◆ Exercise requirements: Which lines below fall between the one containing "pub const DATE_CAPACITY: usize = 32;" and the one containing "code: &str, points: u32)"? Repeat them exactly, counting both of those lines, and add nothing else.

◆ Provided records:
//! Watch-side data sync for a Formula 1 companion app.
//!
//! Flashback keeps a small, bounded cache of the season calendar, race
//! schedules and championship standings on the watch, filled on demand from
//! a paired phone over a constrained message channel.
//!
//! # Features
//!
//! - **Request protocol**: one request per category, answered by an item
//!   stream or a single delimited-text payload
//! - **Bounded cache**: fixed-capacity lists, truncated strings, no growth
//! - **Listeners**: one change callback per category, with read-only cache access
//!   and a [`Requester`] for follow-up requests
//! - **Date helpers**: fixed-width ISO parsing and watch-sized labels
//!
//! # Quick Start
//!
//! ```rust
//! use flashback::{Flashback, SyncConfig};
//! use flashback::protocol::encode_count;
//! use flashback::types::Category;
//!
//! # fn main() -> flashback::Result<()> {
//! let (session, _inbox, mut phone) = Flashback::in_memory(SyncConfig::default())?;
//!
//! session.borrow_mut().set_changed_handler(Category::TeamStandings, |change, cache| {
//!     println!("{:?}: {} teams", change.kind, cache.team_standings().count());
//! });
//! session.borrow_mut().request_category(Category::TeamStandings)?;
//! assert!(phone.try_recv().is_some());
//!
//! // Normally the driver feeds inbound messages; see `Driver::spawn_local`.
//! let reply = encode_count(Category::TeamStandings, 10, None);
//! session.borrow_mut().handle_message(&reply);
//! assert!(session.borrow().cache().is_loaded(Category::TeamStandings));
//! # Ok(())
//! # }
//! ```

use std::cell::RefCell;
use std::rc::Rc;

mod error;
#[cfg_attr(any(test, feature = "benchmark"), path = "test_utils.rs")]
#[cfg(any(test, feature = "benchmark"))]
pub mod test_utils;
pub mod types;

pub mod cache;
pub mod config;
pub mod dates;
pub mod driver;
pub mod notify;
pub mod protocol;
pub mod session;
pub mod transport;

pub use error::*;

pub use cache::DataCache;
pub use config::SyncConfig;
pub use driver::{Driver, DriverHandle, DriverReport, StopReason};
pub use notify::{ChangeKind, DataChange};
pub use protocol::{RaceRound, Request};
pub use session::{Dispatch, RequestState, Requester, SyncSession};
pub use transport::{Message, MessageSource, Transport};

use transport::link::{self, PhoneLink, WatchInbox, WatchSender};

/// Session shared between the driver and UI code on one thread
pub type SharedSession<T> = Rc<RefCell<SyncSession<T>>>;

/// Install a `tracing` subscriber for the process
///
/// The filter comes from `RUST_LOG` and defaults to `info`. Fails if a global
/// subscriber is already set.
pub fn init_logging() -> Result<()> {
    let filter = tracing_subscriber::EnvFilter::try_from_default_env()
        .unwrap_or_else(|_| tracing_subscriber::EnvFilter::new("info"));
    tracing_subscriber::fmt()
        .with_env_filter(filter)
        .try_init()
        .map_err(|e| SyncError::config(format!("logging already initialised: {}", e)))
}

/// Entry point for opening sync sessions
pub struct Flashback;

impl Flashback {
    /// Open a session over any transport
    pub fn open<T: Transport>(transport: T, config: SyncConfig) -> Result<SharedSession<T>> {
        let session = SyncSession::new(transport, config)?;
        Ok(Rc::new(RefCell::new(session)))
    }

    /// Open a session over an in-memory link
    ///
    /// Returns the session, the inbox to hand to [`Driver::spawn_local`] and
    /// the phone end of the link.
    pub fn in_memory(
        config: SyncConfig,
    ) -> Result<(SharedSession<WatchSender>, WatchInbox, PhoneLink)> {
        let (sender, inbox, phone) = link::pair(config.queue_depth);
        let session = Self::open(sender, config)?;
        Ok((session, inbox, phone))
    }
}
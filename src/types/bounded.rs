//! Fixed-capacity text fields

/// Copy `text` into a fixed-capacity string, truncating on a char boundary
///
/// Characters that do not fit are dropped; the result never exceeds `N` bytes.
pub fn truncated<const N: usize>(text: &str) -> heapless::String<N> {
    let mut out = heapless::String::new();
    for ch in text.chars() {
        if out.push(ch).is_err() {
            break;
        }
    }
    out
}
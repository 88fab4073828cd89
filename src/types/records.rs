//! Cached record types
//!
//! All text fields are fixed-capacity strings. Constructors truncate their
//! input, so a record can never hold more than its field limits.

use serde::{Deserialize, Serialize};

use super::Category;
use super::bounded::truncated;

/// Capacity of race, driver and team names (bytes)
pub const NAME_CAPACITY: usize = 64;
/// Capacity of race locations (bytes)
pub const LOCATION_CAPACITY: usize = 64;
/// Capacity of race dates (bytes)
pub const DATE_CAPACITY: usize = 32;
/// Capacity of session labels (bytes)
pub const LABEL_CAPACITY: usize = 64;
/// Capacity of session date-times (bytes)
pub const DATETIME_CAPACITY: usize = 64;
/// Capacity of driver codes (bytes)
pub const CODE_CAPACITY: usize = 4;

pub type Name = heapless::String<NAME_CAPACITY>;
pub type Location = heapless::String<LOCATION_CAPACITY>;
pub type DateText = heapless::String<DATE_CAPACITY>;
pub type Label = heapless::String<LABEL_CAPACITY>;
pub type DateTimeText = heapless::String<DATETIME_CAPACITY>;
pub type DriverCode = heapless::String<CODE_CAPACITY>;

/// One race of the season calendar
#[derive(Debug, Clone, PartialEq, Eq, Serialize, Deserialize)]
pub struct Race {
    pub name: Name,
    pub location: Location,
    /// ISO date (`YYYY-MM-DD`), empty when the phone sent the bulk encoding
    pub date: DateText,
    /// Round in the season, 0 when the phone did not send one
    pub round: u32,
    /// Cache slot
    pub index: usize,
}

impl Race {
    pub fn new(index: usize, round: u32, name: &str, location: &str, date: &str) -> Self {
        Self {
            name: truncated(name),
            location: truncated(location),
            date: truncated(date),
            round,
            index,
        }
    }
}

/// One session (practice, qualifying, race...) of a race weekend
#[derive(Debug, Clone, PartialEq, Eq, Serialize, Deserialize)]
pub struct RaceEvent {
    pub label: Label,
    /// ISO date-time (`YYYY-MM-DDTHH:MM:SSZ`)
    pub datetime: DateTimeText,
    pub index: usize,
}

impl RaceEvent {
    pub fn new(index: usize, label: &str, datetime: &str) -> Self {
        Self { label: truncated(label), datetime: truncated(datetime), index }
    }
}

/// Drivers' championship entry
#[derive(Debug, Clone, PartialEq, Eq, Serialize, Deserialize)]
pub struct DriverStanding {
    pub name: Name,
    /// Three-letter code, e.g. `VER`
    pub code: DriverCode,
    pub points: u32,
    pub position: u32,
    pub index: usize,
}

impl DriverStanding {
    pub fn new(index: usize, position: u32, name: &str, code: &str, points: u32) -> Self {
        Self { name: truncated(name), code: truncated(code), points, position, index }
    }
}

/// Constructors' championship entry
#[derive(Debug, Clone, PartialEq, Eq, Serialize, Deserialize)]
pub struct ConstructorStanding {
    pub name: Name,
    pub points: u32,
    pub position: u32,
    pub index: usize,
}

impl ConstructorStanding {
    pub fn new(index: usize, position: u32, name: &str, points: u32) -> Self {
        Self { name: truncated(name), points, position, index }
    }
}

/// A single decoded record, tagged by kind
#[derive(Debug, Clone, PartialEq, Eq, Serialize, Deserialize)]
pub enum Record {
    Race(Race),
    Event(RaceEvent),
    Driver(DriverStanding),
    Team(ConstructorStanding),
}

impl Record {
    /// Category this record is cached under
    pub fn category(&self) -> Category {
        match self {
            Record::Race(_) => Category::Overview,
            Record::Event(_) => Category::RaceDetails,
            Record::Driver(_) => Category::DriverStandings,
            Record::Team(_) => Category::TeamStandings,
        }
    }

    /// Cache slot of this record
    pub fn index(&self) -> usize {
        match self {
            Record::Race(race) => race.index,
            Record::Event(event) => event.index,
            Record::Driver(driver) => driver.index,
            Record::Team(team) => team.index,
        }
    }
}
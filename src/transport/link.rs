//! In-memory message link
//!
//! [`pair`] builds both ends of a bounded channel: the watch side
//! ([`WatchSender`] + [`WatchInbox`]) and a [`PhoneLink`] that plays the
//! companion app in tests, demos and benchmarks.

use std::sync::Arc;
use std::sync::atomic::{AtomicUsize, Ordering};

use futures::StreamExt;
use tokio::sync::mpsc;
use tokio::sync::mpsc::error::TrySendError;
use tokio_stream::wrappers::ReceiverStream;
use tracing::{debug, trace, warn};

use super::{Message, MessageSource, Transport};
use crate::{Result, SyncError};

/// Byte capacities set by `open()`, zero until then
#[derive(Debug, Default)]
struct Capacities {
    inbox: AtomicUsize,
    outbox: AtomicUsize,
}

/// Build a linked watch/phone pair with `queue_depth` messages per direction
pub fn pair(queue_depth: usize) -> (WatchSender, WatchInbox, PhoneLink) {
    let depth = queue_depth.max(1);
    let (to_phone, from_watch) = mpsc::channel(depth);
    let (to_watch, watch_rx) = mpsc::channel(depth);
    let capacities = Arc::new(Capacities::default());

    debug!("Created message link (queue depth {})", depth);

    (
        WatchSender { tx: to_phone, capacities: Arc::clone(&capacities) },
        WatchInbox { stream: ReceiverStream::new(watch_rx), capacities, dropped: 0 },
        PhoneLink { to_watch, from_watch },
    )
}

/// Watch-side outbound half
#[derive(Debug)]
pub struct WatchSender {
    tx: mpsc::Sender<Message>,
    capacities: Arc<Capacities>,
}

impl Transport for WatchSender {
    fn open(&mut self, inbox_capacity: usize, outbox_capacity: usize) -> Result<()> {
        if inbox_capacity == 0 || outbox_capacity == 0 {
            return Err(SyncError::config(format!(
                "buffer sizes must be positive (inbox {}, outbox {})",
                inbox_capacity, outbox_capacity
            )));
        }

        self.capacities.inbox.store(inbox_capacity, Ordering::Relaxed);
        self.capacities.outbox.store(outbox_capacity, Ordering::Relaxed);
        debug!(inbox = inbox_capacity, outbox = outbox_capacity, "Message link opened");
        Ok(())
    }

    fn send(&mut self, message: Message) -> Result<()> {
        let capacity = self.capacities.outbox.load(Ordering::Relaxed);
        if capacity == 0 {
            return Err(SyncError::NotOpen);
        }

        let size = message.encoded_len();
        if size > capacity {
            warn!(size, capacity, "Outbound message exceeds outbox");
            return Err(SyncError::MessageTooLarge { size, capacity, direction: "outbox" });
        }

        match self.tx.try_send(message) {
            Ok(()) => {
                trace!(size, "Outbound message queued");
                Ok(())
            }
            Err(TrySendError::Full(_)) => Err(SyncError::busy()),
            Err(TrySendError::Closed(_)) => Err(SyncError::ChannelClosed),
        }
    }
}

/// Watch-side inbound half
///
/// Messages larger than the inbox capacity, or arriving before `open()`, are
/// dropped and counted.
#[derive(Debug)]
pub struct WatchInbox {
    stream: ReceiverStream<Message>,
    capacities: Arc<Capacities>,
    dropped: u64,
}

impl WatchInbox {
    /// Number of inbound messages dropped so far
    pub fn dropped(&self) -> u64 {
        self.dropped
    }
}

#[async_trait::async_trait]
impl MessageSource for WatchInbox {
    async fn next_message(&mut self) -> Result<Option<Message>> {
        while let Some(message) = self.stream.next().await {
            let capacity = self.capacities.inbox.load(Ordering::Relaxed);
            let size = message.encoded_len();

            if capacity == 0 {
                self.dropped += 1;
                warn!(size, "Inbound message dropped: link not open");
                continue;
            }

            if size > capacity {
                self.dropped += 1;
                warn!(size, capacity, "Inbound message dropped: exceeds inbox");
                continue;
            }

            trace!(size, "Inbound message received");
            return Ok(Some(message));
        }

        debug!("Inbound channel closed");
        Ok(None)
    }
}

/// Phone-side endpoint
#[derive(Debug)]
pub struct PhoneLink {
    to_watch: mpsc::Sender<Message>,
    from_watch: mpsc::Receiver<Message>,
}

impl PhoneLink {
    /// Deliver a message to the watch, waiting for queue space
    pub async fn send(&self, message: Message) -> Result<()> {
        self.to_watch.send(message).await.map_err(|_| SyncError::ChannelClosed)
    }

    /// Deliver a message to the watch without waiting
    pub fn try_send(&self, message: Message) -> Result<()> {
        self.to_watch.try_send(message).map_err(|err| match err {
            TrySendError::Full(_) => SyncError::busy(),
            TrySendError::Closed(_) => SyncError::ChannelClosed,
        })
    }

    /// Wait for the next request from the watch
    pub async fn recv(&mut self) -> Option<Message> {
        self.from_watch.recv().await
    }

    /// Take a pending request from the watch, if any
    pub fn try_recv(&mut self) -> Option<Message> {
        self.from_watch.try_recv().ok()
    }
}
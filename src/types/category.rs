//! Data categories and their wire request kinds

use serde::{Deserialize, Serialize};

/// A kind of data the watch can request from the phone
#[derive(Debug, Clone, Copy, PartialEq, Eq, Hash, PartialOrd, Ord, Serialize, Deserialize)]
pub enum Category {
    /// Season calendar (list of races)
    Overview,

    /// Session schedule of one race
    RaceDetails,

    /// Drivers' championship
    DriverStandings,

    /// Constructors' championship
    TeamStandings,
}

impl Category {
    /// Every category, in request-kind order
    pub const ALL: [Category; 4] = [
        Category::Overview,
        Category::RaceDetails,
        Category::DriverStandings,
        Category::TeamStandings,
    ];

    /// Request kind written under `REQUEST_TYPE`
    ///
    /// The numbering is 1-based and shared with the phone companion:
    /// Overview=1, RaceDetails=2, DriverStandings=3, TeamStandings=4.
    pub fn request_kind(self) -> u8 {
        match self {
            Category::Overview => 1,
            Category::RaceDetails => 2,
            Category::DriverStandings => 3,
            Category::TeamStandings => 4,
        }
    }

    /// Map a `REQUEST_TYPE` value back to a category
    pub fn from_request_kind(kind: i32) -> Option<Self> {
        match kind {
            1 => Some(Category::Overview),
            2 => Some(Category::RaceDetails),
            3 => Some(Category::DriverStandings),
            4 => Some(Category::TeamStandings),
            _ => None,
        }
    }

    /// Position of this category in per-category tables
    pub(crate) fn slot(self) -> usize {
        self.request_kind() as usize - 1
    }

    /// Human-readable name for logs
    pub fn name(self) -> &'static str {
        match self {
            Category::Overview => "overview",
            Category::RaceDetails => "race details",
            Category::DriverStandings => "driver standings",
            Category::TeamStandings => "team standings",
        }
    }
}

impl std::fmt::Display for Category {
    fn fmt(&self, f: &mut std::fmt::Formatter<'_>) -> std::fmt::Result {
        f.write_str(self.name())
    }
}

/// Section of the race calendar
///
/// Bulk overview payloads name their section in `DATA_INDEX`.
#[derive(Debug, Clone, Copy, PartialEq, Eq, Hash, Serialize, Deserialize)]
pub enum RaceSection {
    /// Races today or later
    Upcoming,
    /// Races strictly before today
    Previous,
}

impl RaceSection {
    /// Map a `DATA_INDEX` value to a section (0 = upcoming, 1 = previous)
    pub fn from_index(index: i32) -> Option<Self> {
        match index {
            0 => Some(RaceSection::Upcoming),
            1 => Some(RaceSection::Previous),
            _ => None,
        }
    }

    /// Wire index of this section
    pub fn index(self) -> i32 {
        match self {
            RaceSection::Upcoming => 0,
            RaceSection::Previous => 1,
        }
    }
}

◆ Task answer:
pub const DATE_CAPACITY: usize = 32;
/// Capacity of session labels (bytes)
pub const LABEL_CAPACITY: usize = 64;
/// Capacity of session date-times (bytes)
pub const DATETIME_CAPACITY: usize = 64;
/// Capacity of driver codes (bytes)
pub const CODE_CAPACITY: usize = 4;

pub type Name = heapless::String<NAME_CAPACITY>;
pub type Location = heapless::String<LOCATION_CAPACITY>;
pub type DateText = heapless::String<DATE_CAPACITY>;
pub type Label = heapless::String<LABEL_CAPACITY>;
pub type DateTimeText = heapless::String<DATETIME_CAPACITY>;
pub type DriverCode = heapless::String<CODE_CAPACITY>;

/// One race of the season calendar
#[derive(Debug, Clone, PartialEq, Eq, Serialize, Deserialize)]
pub struct Race {
    pub name: Name,
    pub location: Location,
    /// ISO date (`YYYY-MM-DD`), empty when the phone sent the bulk encoding
    pub date: DateText,
    /// Round in the season, 0 when the phone did not send one
    pub round: u32,
    /// Cache slot
    pub index: usize,
}

impl Race {
    pub fn new(index: usize, round: u32, name: &str, location: &str, date: &str) -> Self {
        Self {
            name: truncated(name),
            location: truncated(location),
            date: truncated(date),
            round,
            index,
        }
    }
}

/// One session (practice, qualifying, race...) of a race weekend
#[derive(Debug, Clone, PartialEq, Eq, Serialize, Deserialize)]
pub struct RaceEvent {
    pub label: Label,
    /// ISO date-time (`YYYY-MM-DDTHH:MM:SSZ`)
    pub datetime: DateTimeText,
    pub index: usize,
}

impl RaceEvent {
    pub fn new(index: usize, label: &str, datetime: &str) -> Self {
        Self { label: truncated(label), datetime: truncated(datetime), index }
    }
}

/// Drivers' championship entry
#[derive(Debug, Clone, PartialEq, Eq, Serialize, Deserialize)]
pub struct DriverStanding {
    pub name: Name,
    /// Three-letter code, e.g. `VER`
    pub code: DriverCode,
    pub points: u32,
    pub position: u32,
    pub index: usize,
}

impl DriverStanding {
    pub fn new(index: usize, position: u32, name: &str, code: &str, points: u32) -> Self {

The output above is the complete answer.